* **Material for the task**

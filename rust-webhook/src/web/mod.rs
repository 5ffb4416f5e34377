//! Web server module for receiving site update notifications.
//!
//! Routes:
//! - `GET /health`
//! - `POST /notify/:site` (and the legacy `POST /webhook/:site`)

pub mod handlers;
pub mod signature;

use axum::{
    routing::{get, post},
    Router,
};
use tower_http::trace::TraceLayer;

pub use handlers::{health, notify, AppState, HealthResponse, NotifyResponse};
pub use signature::{
    check_signature, compute_signature, parse_signature_header, verify_notification,
    verify_signature, SignatureError, SIGNATURE_HEADER,
};

/// Build the application router.
pub fn router(state: AppState) -> Router {
    Router::new()
        .route("/health", get(health))
        .route("/notify/:site", post(notify))
        .route("/webhook/:site", post(notify))
        .layer(TraceLayer::new_for_http())
        .with_state(state)
}
//! Error types.
//!
//! [`WebhookError`] covers everything rejected synchronously, before any
//! coordinator state changes. [`JobError`] covers failures that happen after
//! the request was acknowledged; those only ever reach the logs.

use axum::{
    http::StatusCode,
    response::{IntoResponse, Response},
    Json,
};
use serde::Serialize;
use thiserror::Error;

use crate::site::SiteId;

/// Synchronous rejection of an inbound notification.
#[derive(Debug, Error)]
pub enum WebhookError {
    #[error("signature header missing")]
    SignatureMissing,

    #[error("signature invalid")]
    SignatureInvalid,

    #[error("site {site} not found")]
    SiteUnresolvable { site: String },

    #[error("domain for site {site} not found")]
    DomainUnresolvable { site: SiteId },

    #[error("infrastructure error: {0}")]
    Infrastructure(String),
}

impl WebhookError {
    pub fn status_code(&self) -> StatusCode {
        match self {
            WebhookError::SignatureMissing | WebhookError::SignatureInvalid => {
                StatusCode::UNAUTHORIZED
            }
            WebhookError::SiteUnresolvable { .. } | WebhookError::DomainUnresolvable { .. } => {
                StatusCode::NOT_FOUND
            }
            WebhookError::Infrastructure(_) => StatusCode::INTERNAL_SERVER_ERROR,
        }
    }

    fn status_label(&self) -> &'static str {
        match self {
            WebhookError::SignatureMissing | WebhookError::SignatureInvalid => "unauthorized",
            WebhookError::SiteUnresolvable { .. } | WebhookError::DomainUnresolvable { .. } => {
                "not_found"
            }
            WebhookError::Infrastructure(_) => "error",
        }
    }
}

/// Error response body.
#[derive(Serialize)]
pub struct ErrorResponse {
    pub status: &'static str,
    pub message: String,
}

impl IntoResponse for WebhookError {
    fn into_response(self) -> Response {
        let body = ErrorResponse {
            status: self.status_label(),
            message: self.to_string(),
        };
        (self.status_code(), Json(body)).into_response()
    }
}

/// Failure reported by a JobRunner after the request was accepted.
#[derive(Debug, Clone, PartialEq, Eq, Error)]
pub enum JobError {
    /// The build itself failed.
    #[error("build failed: {0}")]
    Failure(String),

    /// A step after a successful build failed. The build still counts.
    #[error("auxiliary step {step} failed: {reason}")]
    AuxiliaryStepFailure { step: String, reason: String },
}

#[cfg(test)]
mod tests {
    use super::*;

    #[test]
    fn test_status_codes() {
        assert_eq!(
            WebhookError::SignatureMissing.status_code(),
            StatusCode::UNAUTHORIZED
        );
        assert_eq!(
            WebhookError::SignatureInvalid.status_code(),
            StatusCode::UNAUTHORIZED
        );
        assert_eq!(
            WebhookError::SiteUnresolvable {
                site: "x".to_string()
            }
            .status_code(),
            StatusCode::NOT_FOUND
        );
        assert_eq!(
            WebhookError::DomainUnresolvable {
                site: SiteId::parse("x").unwrap()
            }
            .status_code(),
            StatusCode::NOT_FOUND
        );
        assert_eq!(
            WebhookError::Infrastructure("disk".to_string()).status_code(),
            StatusCode::INTERNAL_SERVER_ERROR
        );
    }

    #[test]
    fn test_job_error_display() {
        let err = JobError::AuxiliaryStepFailure {
            step: "publish".to_string(),
            reason: "exit status 1".to_string(),
        };
        assert_eq!(err.to_string(), "auxiliary step publish failed: exit status 1");
    }
}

* **Task details**
Set down each line exactly as it appears in the data.

* **Result of the exercise**
filename rust-webhook/src/web/mod.rs
repository 5ffb4416f5e34377
//! Web server module for receiving site update notifications.
//!
//! Routes:
//! - `GET /health`
//! - `POST /notify/:site` (and the legacy `POST /webhook/:site`)

pub mod handlers;
pub mod signature;

use axum::{
    routing::{get, post},
    Router,
};
use tower_http::trace::TraceLayer;

pub use handlers::{health, notify, AppState, HealthResponse, NotifyResponse};
pub use signature::{
    check_signature, compute_signature, parse_signature_header, verify_notification,
    verify_signature, SignatureError, SIGNATURE_HEADER,
};

/// Build the application router.
pub fn router(state: AppState) -> Router {
    Router::new()
        .route("/health", get(health))
        .route("/notify/:site", post(notify))
        .route("/webhook/:site", post(notify))
        .layer(TraceLayer::new_for_http())
        .with_state(state)
}
//! Error types.
//!
//! [`WebhookError`] covers everything rejected synchronously, before any
//! coordinator state changes. [`JobError`] covers failures that happen after
//! the request was acknowledged; those only ever reach the logs.

use axum::{
    http::StatusCode,
    response::{IntoResponse, Response},
    Json,
};
use serde::Serialize;
use thiserror::Error;

use crate::site::SiteId;

/// Synchronous rejection of an inbound notification.
#[derive(Debug, Error)]
pub enum WebhookError {
    #[error("signature header missing")]
    SignatureMissing,

    #[error("signature invalid")]
    SignatureInvalid,

    #[error("site {site} not found")]
    SiteUnresolvable { site: String },

    #[error("domain for site {site} not found")]
    DomainUnresolvable { site: SiteId },

    #[error("infrastructure error: {0}")]
    Infrastructure(String),
}

impl WebhookError {
    pub fn status_code(&self) -> StatusCode {
        match self {
            WebhookError::SignatureMissing | WebhookError::SignatureInvalid => {
                StatusCode::UNAUTHORIZED
            }
            WebhookError::SiteUnresolvable { .. } | WebhookError::DomainUnresolvable { .. } => {
                StatusCode::NOT_FOUND
            }
            WebhookError::Infrastructure(_) => StatusCode::INTERNAL_SERVER_ERROR,
        }
    }

    fn status_label(&self) -> &'static str {
        match self {
            WebhookError::SignatureMissing | WebhookError::SignatureInvalid => "unauthorized",
            WebhookError::SiteUnresolvable { .. } | WebhookError::DomainUnresolvable { .. } => {
                "not_found"
            }
            WebhookError::Infrastructure(_) => "error",
        }
    }
}

/// Error response body.
#[derive(Serialize)]
pub struct ErrorResponse {
    pub status: &'static str,
    pub message: String,
}

impl IntoResponse for WebhookError {
    fn into_response(self) -> Response {
        let body = ErrorResponse {
            status: self.status_label(),
            message: self.to_string(),
        };
        (self.status_code(), Json(body)).into_response()
    }
}

/// Failure reported by a JobRunner after the request was accepted.
#[derive(Debug, Clone, PartialEq, Eq, Error)]
pub enum JobError {
    /// The build itself failed.
    #[error("build failed: {0}")]
    Failure(String),

    /// A step after a successful build failed. The build still counts.
    #[error("auxiliary step {step} failed: {reason}")]
    AuxiliaryStepFailure { step: String, reason: String },
}

#[cfg(test)]
mod tests {
    use super::*;

    #[test]
    fn test_status_codes() {
        assert_eq!(
            WebhookError::SignatureMissing.status_code(),
            StatusCode::UNAUTHORIZED
        );
        assert_eq!(
            WebhookError::SignatureInvalid.status_code(),
            StatusCode::UNAUTHORIZED
        );
        assert_eq!(
            WebhookError::SiteUnresolvable {
                site: "x".to_string()
            }
            .status_code(),
            StatusCode::NOT_FOUND
        );
        assert_eq!(
            WebhookError::DomainUnresolvable {
                site: SiteId::parse("x").unwrap()
            }
            .status_code(),
            StatusCode::NOT_FOUND
        );
        assert_eq!(
            WebhookError::Infrastructure("disk".to_string()).status_code(),
            StatusCode::INTERNAL_SERVER_ERROR
        );
    }

    #[test]
    fn test_job_error_display() {
        let err = JobError::AuxiliaryStepFailure {
            step: "publish".to_string(),
            reason: "exit status 1".to_string(),
        };
        assert_eq!(err.to_string(), "auxiliary step publish failed: exit status 1");
    }
}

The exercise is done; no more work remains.